Verginin Geriye Dönük Olmaması İlkesi: Vergilerin bir diğer yasallık ilkesi ise Anayasanın 75(4). maddesinde “geriye yürüyen mali yükümlülüklerin konulmayacağına” ilişkin kuraldır. Diğer bir anlatımla, bahse konu kurala istinaden geriye dönük hiçbir mali yükümlülük içeren yasal düzenleme yapılmayacağına ilişkin kuraldır. Vergi hukukunda bu durum “Vergide Güvenlik” ilkesi olarak tanımlanmakta olup vergi yükünün geriye dönük olarak artırılması, kişilerin yaptıkları finansal planlamaları ve hesapları olumsuz yönde etkilenmesine neden olabileceği için hukuki güvenliğe önem verilmiştir.

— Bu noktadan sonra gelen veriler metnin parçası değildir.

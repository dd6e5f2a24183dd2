//! User service
//!
//! Handles user CRUD, friend-edge maintenance, and the cascade delete of a
//! user's thoughts.

use std::collections::HashMap;

use murmur_core::entities::{Thought, User};
use murmur_core::traits::{NewUser, UserPatch};
use murmur_core::DocumentId;
use tracing::{info, instrument, warn};

use crate::dto::{
    CreateUserRequest, MessageResponse, UpdateUserRequest, UserProfileResponse, UserResponse,
};

use super::context::ServiceContext;
use super::error::{ServiceError, ServiceResult};

/// User service
pub struct UserService<'a> {
    ctx: &'a ServiceContext,
}

impl<'a> UserService<'a> {
    /// Create a new UserService
    pub fn new(ctx: &'a ServiceContext) -> Self {
        Self { ctx }
    }

    /// List all users with thought and friend references resolved
    #[instrument(skip(self))]
    pub async fn list_users(&self) -> ServiceResult<Vec<UserProfileResponse>> {
        let users = self.ctx.user_repo().find_all().await?;

        let mut profiles = Vec::with_capacity(users.len());
        for user in users {
            profiles.push(self.populate(user).await?);
        }

        Ok(profiles)
    }

    /// Get a single user with references resolved
    #[instrument(skip(self))]
    pub async fn get_user(&self, user_id: &DocumentId) -> ServiceResult<UserProfileResponse> {
        let user = self
            .ctx
            .user_repo()
            .find_by_id(user_id)
            .await?
            .ok_or_else(|| ServiceError::not_found("User", user_id.to_string()))?;

        self.populate(user).await
    }

    /// Create a user; uniqueness of username and email is enforced by the
    /// store and surfaces as a validation error
    #[instrument(skip(self, request))]
    pub async fn create_user(&self, request: CreateUserRequest) -> ServiceResult<UserResponse> {
        let username = request.username.trim().to_string();
        if username.is_empty() {
            return Err(ServiceError::validation("Username must not be blank"));
        }

        let user = self
            .ctx
            .user_repo()
            .create(NewUser {
                username,
                email: request.email,
            })
            .await?;

        info!(user_id = %user.id, "User created");
        Ok(UserResponse::from(user))
    }

    /// Apply a partial update, re-running validation on touched fields
    #[instrument(skip(self, request))]
    pub async fn update_user(
        &self,
        user_id: &DocumentId,
        request: UpdateUserRequest,
    ) -> ServiceResult<UserResponse> {
        let username = match request.username {
            Some(raw) => {
                let trimmed = raw.trim().to_string();
                if trimmed.is_empty() {
                    return Err(ServiceError::validation("Username must not be blank"));
                }
                Some(trimmed)
            }
            None => None,
        };

        let user = self
            .ctx
            .user_repo()
            .update(
                user_id,
                UserPatch {
                    username,
                    email: request.email,
                },
            )
            .await?
            .ok_or_else(|| ServiceError::not_found("User", user_id.to_string()))?;

        info!(user_id = %user_id, "User updated");
        Ok(UserResponse::from(user))
    }

    /// Delete a user and cascade to every thought it owns
    ///
    /// The cascade is a second, non-transactional step: a failure between
    /// the two operations leaves orphaned thoughts behind.
    #[instrument(skip(self))]
    pub async fn delete_user(&self, user_id: &DocumentId) -> ServiceResult<MessageResponse> {
        let user = self
            .ctx
            .user_repo()
            .delete(user_id)
            .await?
            .ok_or_else(|| ServiceError::not_found("User", user_id.to_string()))?;

        if !user.thoughts.is_empty() {
            let removed = self.ctx.thought_repo().delete_many(&user.thoughts).await?;
            if removed < user.thoughts.len() as u64 {
                warn!(
                    user_id = %user_id,
                    expected = user.thoughts.len(),
                    removed,
                    "Cascade removed fewer thoughts than referenced"
                );
            }
        }

        info!(user_id = %user_id, thoughts = user.thoughts.len(), "User deleted");
        Ok(MessageResponse::new("User and associated thoughts deleted"))
    }

    /// Add a directed friend edge; adding an existing friend is a no-op
    ///
    /// The friend id is not checked for existence (a dangling edge is
    /// possible and dropped at resolution time), and no reciprocal edge is
    /// created.
    #[instrument(skip(self))]
    pub async fn add_friend(
        &self,
        user_id: &DocumentId,
        friend_id: &DocumentId,
    ) -> ServiceResult<UserResponse> {
        if user_id == friend_id {
            return Err(ServiceError::validation("Cannot add yourself as a friend"));
        }

        let user = self
            .ctx
            .user_repo()
            .add_friend(user_id, friend_id)
            .await?
            .ok_or_else(|| ServiceError::not_found("User", user_id.to_string()))?;

        info!(user_id = %user_id, friend_id = %friend_id, "Friend added");
        Ok(UserResponse::from(user))
    }

    /// Remove a friend edge; removing a non-friend is a no-op
    #[instrument(skip(self))]
    pub async fn remove_friend(
        &self,
        user_id: &DocumentId,
        friend_id: &DocumentId,
    ) -> ServiceResult<UserResponse> {
        let user = self
            .ctx
            .user_repo()
            .remove_friend(user_id, friend_id)
            .await?
            .ok_or_else(|| ServiceError::not_found("User", user_id.to_string()))?;

        info!(user_id = %user_id, friend_id = %friend_id, "Friend removed");
        Ok(UserResponse::from(user))
    }

    /// Resolve thought and friend references into full documents, keeping
    /// stored order and dropping dangling references
    async fn populate(&self, user: User) -> ServiceResult<UserProfileResponse> {
        let thoughts = self.ctx.thought_repo().find_by_ids(&user.thoughts).await?;
        let friends = self.ctx.user_repo().find_by_ids(&user.friends).await?;

        let mut thoughts_by_id: HashMap<DocumentId, Thought> = thoughts
            .into_iter()
            .map(|thought| (thought.id.clone(), thought))
            .collect();
        let ordered_thoughts: Vec<Thought> = user
            .thoughts
            .iter()
            .filter_map(|id| thoughts_by_id.remove(id))
            .collect();

        let mut friends_by_id: HashMap<DocumentId, User> = friends
            .into_iter()
            .map(|friend| (friend.id.clone(), friend))
            .collect();
        let ordered_friends: Vec<User> = user
            .friends
            .iter()
            .filter_map(|id| friends_by_id.remove(id))
            .collect();

        Ok(UserProfileResponse::from_parts(
            &user,
            &ordered_thoughts,
            &ordered_friends,
        ))
    }
}
//! # murmur-service
//!
//! Application layer containing business logic, services, and DTOs.
//! The multi-step relationship maintenance (cascade delete, reference
//! push/pull, reaction set semantics) is orchestrated here; repositories
//! stay single-query.

pub mod dto;
pub mod services;

// Re-export commonly used types at crate root
pub use dto::{
    CreateReactionRequest, CreateThoughtRequest, CreateUserRequest, HealthChecks, HealthResponse,
    MessageResponse, ReactionResponse, ReadinessResponse, ThoughtResponse, UpdateThoughtRequest,
    UpdateUserRequest, UserProfileResponse, UserResponse,
};
pub use services::{ServiceContext, ServiceError, ServiceResult, ThoughtService, UserService};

Verginin Parasal Yükümlülük Olması İlkesi: Tarih boyunca vergi sadece parasal bir yükümlülük olmamıştır. Tarihi belgeler incelendiği zaman vergilerin para yerine mal (ürün) olarak da ödendiğini görmekteyiz. Ancak, bu uygulamanın birçok sakıncaları olduğu için yaklaşık bir buçuk asır önce bu tür vergi ödeme yönteminden vazgeçilmiştir. Verginin sadece parasal bir yükümlülük haline dönüşmesinde vergi eşitliğinin sağlanması, ürün taşıma depolama ve saklama kolaylıkları, bu tür verginin nakde dönüştürülmesinin ekonomide yarattığı sorunlar ile vergi denetiminin sağlanması gibi nedenler dikkate alınmıştır.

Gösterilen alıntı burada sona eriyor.